Task instructions -
Exactly as written, give back every record below.

Records for the task -
────────
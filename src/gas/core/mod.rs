//! core — GAS(ar, sc) data, families, latent variables and θ-recursions.
//!
//! Purpose
//! -------
//! Collect the numerical building blocks of score-driven models: the
//! validated observation series, lag structure, observation families,
//! latent-variable set, θ-guards, the in-sample recursion with its
//! analytic gradient, and forecasting/simulation routines. The model layer
//! in `gas::models` wires these together with the estimators.
//!
//! Key behaviors
//! -------------
//! - [`GASData`] validates and differences the input series.
//! - [`Family`] exposes log-density, score, Fisher information, links and
//!   samplers for each supported observation law.
//! - [`compute_path`] and [`compute_gradient`] run the GAS recursion.
//! - [`forecast_table`], [`rolling_forecast_table`] and
//!   [`posterior_predictive`] roll the recursion beyond or inside the
//!   sample.
//!
//! Invariants & assumptions
//! ------------------------
//! - The latent vector has length `1 + ar + sc` with layout
//!   `[c, φ₁..φ_ar, α₁..α_sc]`.
//! - θ paths are finite and clamped to [`ThetaGuards`]; domain errors are
//!   surfaced as `-∞` log-likelihoods, never as NaN.
//!
//! Conventions
//! -----------
//! - Indexing is 0-based; histories store the newest element at the end.
//! - This module performs no logging; estimators above it do.

pub mod data;
pub mod family;
pub mod forecasts;
pub mod guards;
pub mod latent;
pub mod options;
pub mod recursion;
pub mod shape;

// ---- Re-exports (primary public surface) ----------------------------------

pub use self::data::GASData;
pub use self::family::Family;
pub use self::forecasts::{
    ForecastTable, INTERVAL_LEVELS, forecast_table, posterior_predictive, rolling_forecast_table,
};
pub use self::guards::ThetaGuards;
pub use self::latent::{LatentVariable, LatentVariableSet, Posterior, Prior, Transform};
pub use self::options::{FitMethod, FitOptions, GASOptions, ScoreScaling, SimOpts};
pub use self::recursion::{GASCoefficients, GASPath, GASSpec, compute_gradient, compute_path};
pub use self::shape::GASShape;

// ---- Optional convenience prelude for downstream crates -------------------
//
// Downstream crates can write
//
//     use gas_timeseries::gas::core::prelude::*;
//
// to import the main GAS core surface in a single line.

pub mod prelude {
    pub use super::data::GASData;
    pub use super::family::Family;
    pub use super::forecasts::ForecastTable;
    pub use super::guards::ThetaGuards;
    pub use super::latent::{LatentVariableSet, Prior};
    pub use super::options::{FitMethod, FitOptions, GASOptions, ScoreScaling, SimOpts};
    pub use super::recursion::{GASSpec, compute_path};
    pub use super::shape::GASShape;
}
/// Centre `weights` on their median, then clip them to
/// `WEIGHT_CLIP_MADS` median absolute deviations. A zero deviation leaves
/// the centred weights unclipped.
fn robust_weights(weights: &mut [f64]) {
    if weights.is_empty() {
        return;
    }
    let centre = median(weights);
    weights.iter_mut().for_each(|w| *w -= centre);
    let spread: Vec<f64> = weights.iter().map(|w| w.abs()).collect();
    let cap = WEIGHT_CLIP_MADS * median(&spread);
    if cap > 0.0 {
        weights.iter_mut().for_each(|w| *w = w.clamp(-cap, cap));
    }
}

fn median(values: &[f64]) -> f64 {
    let mut sorted = values.to_vec();
    sorted.sort_by(f64::total_cmp);
    let mid = sorted.len() / 2;
    if sorted.len() % 2 == 0 { 0.5 * (sorted[mid - 1] + sorted[mid]) } else { sorted[mid] }
}

/// Compare the mean ELBO of the last two windows of length `window`.
fn elbo_settled(trace: &[f64], window: usize) -> bool {
    if trace.len() < 2 * window {
        return true;
    }
    let n = trace.len();
    let last = trace[n - window..].iter().sum::<f64>() / window as f64;
    let prev = trace[n - 2 * window..n - window].iter().sum::<f64>() / window as f64;
    if !(last.is_finite() && prev.is_finite()) {
        return false;
    }
    (last - prev).abs() <= ELBO_REL_TOL * prev.abs().max(1.0)
}
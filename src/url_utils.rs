use crate::CarbonError;
use url::Url;

/// Normalize a user-supplied page URL.
///
/// Adds `http://` when no scheme is present, lets the URL parser canonicalize
/// the rest (lowercase scheme and host, default port dropped, dot segments
/// resolved) and strips trailing slashes. An empty input stays empty.
pub fn normalise_url(url: &str) -> Result<String, CarbonError> {
    let url = url.trim();
    if url.is_empty() {
        return Ok(String::new());
    }

    let parsed = Url::parse(&add_http(url))?;
    if parsed.host_str().map_or(true, str::is_empty) {
        return Err(CarbonError::InvalidUrl(url.to_string()));
    }

    Ok(parsed.as_str().trim_end_matches('/').to_string())
}

pub fn url_host(url: &str) -> Result<String, CarbonError> {
    let parsed = parse(url)?;
    Ok(strip_www(host_of(&parsed, url)?).to_string())
}

pub fn url_host_and_path(url: &str) -> Result<String, CarbonError> {
    let parsed = parse(url)?;
    let mut host_and_path = host_of(&parsed, url)?.to_string();

    if parsed.path() != "/" {
        host_and_path.push_str(parsed.path());
    }

    Ok(strip_www(&host_and_path).to_string())
}

pub fn url_host_and_path_with_query(url: &str) -> Result<String, CarbonError> {
    let mut host_and_path = url_host_and_path(url)?;

    if let Some(query) = parse(url)?.query().filter(|q| !q.is_empty()) {
        host_and_path.push('?');
        host_and_path.push_str(query);
    }

    Ok(host_and_path)
}

pub fn add_http(url: &str) -> String {
    if url.starts_with("http://") || url.starts_with("https://") {
        url.to_string()
    } else {
        format!("http://{url}")
    }
}

pub fn strip_www(host: &str) -> &str {
    host.strip_prefix("www.").unwrap_or(host)
}

fn parse(url: &str) -> Result<Url, CarbonError> {
    Url::parse(url).map_err(|e| CarbonError::InvalidUrl(format!("{url}: {e}")))
}

fn host_of<'a>(parsed: &'a Url, original: &str) -> Result<&'a str, CarbonError> {
    parsed
        .host_str()
        .filter(|host| !host.is_empty())
        .ok_or_else(|| CarbonError::InvalidUrl(format!("{original}: missing host")))
}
────────
Exercise output -
filename src/gas/core/mod.rs
//! core — GAS(ar, sc) data, families, latent variables and θ-recursions.
//!
//! Purpose
//! -------
//! Collect the numerical building blocks of score-driven models: the
//! validated observation series, lag structure, observation families,
//! latent-variable set, θ-guards, the in-sample recursion with its
//! analytic gradient, and forecasting/simulation routines. The model layer
//! in `gas::models` wires these together with the estimators.
//!
//! Key behaviors
//! -------------
//! - [`GASData`] validates and differences the input series.
//! - [`Family`] exposes log-density, score, Fisher information, links and
//!   samplers for each supported observation law.
//! - [`compute_path`] and [`compute_gradient`] run the GAS recursion.
//! - [`forecast_table`], [`rolling_forecast_table`] and
//!   [`posterior_predictive`] roll the recursion beyond or inside the
//!   sample.
//!
//! Invariants & assumptions
//! ------------------------
//! - The latent vector has length `1 + ar + sc` with layout
//!   `[c, φ₁..φ_ar, α₁..α_sc]`.
//! - θ paths are finite and clamped to [`ThetaGuards`]; domain errors are
//!   surfaced as `-∞` log-likelihoods, never as NaN.
//!
//! Conventions
//! -----------
//! - Indexing is 0-based; histories store the newest element at the end.
//! - This module performs no logging; estimators above it do.

pub mod data;
pub mod family;
pub mod forecasts;
pub mod guards;
pub mod latent;
pub mod options;
pub mod recursion;
pub mod shape;

// ---- Re-exports (primary public surface) ----------------------------------

pub use self::data::GASData;
pub use self::family::Family;
pub use self::forecasts::{
    ForecastTable, INTERVAL_LEVELS, forecast_table, posterior_predictive, rolling_forecast_table,
};
pub use self::guards::ThetaGuards;
pub use self::latent::{LatentVariable, LatentVariableSet, Posterior, Prior, Transform};
pub use self::options::{FitMethod, FitOptions, GASOptions, ScoreScaling, SimOpts};
pub use self::recursion::{GASCoefficients, GASPath, GASSpec, compute_gradient, compute_path};
pub use self::shape::GASShape;

// ---- Optional convenience prelude for downstream crates -------------------
//
// Downstream crates can write
//
//     use gas_timeseries::gas::core::prelude::*;
//
// to import the main GAS core surface in a single line.

pub mod prelude {
    pub use super::data::GASData;
    pub use super::family::Family;
    pub use super::forecasts::ForecastTable;
    pub use super::guards::ThetaGuards;
    pub use super::latent::{LatentVariableSet, Prior};
    pub use super::options::{FitMethod, FitOptions, GASOptions, ScoreScaling, SimOpts};
    pub use super::recursion::{GASSpec, compute_path};
    pub use super::shape::GASShape;
}
/// Centre `weights` on their median, then clip them to
/// `WEIGHT_CLIP_MADS` median absolute deviations. A zero deviation leaves
/// the centred weights unclipped.
fn robust_weights(weights: &mut [f64]) {
    if weights.is_empty() {
        return;
    }
    let centre = median(weights);
    weights.iter_mut().for_each(|w| *w -= centre);
    let spread: Vec<f64> = weights.iter().map(|w| w.abs()).collect();
    let cap = WEIGHT_CLIP_MADS * median(&spread);
    if cap > 0.0 {
        weights.iter_mut().for_each(|w| *w = w.clamp(-cap, cap));
    }
}

fn median(values: &[f64]) -> f64 {
    let mut sorted = values.to_vec();
    sorted.sort_by(f64::total_cmp);
    let mid = sorted.len() / 2;
    if sorted.len() % 2 == 0 { 0.5 * (sorted[mid - 1] + sorted[mid]) } else { sorted[mid] }
}

/// Compare the mean ELBO of the last two windows of length `window`.
fn elbo_settled(trace: &[f64], window: usize) -> bool {
    if trace.len() < 2 * window {
        return true;
    }
    let n = trace.len();
    let last = trace[n - window..].iter().sum::<f64>() / window as f64;
    let prev = trace[n - 2 * window..n - window].iter().sum::<f64>() / window as f64;
    if !(last.is_finite() && prev.is_finite()) {
        return false;
    }
    (last - prev).abs() <= ELBO_REL_TOL * prev.abs().max(1.0)
}
filename src/url_utils.rs
use crate::CarbonError;
use url::Url;

/// Normalize a user-supplied page URL.
///
/// Adds `http://` when no scheme is present, lets the URL parser canonicalize
/// the rest (lowercase scheme and host, default port dropped, dot segments
/// resolved) and strips trailing slashes. An empty input stays empty.
pub fn normalise_url(url: &str) -> Result<String, CarbonError> {
    let url = url.trim();
    if url.is_empty() {
        return Ok(String::new());
    }

    let parsed = Url::parse(&add_http(url))?;
    if parsed.host_str().map_or(true, str::is_empty) {
        return Err(CarbonError::InvalidUrl(url.to_string()));
    }

    Ok(parsed.as_str().trim_end_matches('/').to_string())
}

pub fn url_host(url: &str) -> Result<String, CarbonError> {
    let parsed = parse(url)?;
    Ok(strip_www(host_of(&parsed, url)?).to_string())
}

pub fn url_host_and_path(url: &str) -> Result<String, CarbonError> {
    let parsed = parse(url)?;
    let mut host_and_path = host_of(&parsed, url)?.to_string();

    if parsed.path() != "/" {
        host_and_path.push_str(parsed.path());
    }

    Ok(strip_www(&host_and_path).to_string())
}

pub fn url_host_and_path_with_query(url: &str) -> Result<String, CarbonError> {
    let mut host_and_path = url_host_and_path(url)?;

    if let Some(query) = parse(url)?.query().filter(|q| !q.is_empty()) {
        host_and_path.push('?');
        host_and_path.push_str(query);
    }

    Ok(host_and_path)
}

pub fn add_http(url: &str) -> String {
    if url.starts_with("http://") || url.starts_with("https://") {
        url.to_string()
    } else {
        format!("http://{url}")
    }
}

pub fn strip_www(host: &str) -> &str {
    host.strip_prefix("www.").unwrap_or(host)
}

fn parse(url: &str) -> Result<Url, CarbonError> {
    Url::parse(url).map_err(|e| CarbonError::InvalidUrl(format!("{url}: {e}")))
}

fn host_of<'a>(parsed: &'a Url, original: &str) -> Result<&'a str, CarbonError> {
    parsed
        .host_str()
        .filter(|host| !host.is_empty())
        .ok_or_else(|| CarbonError::InvalidUrl(format!("{original}: missing host")))
}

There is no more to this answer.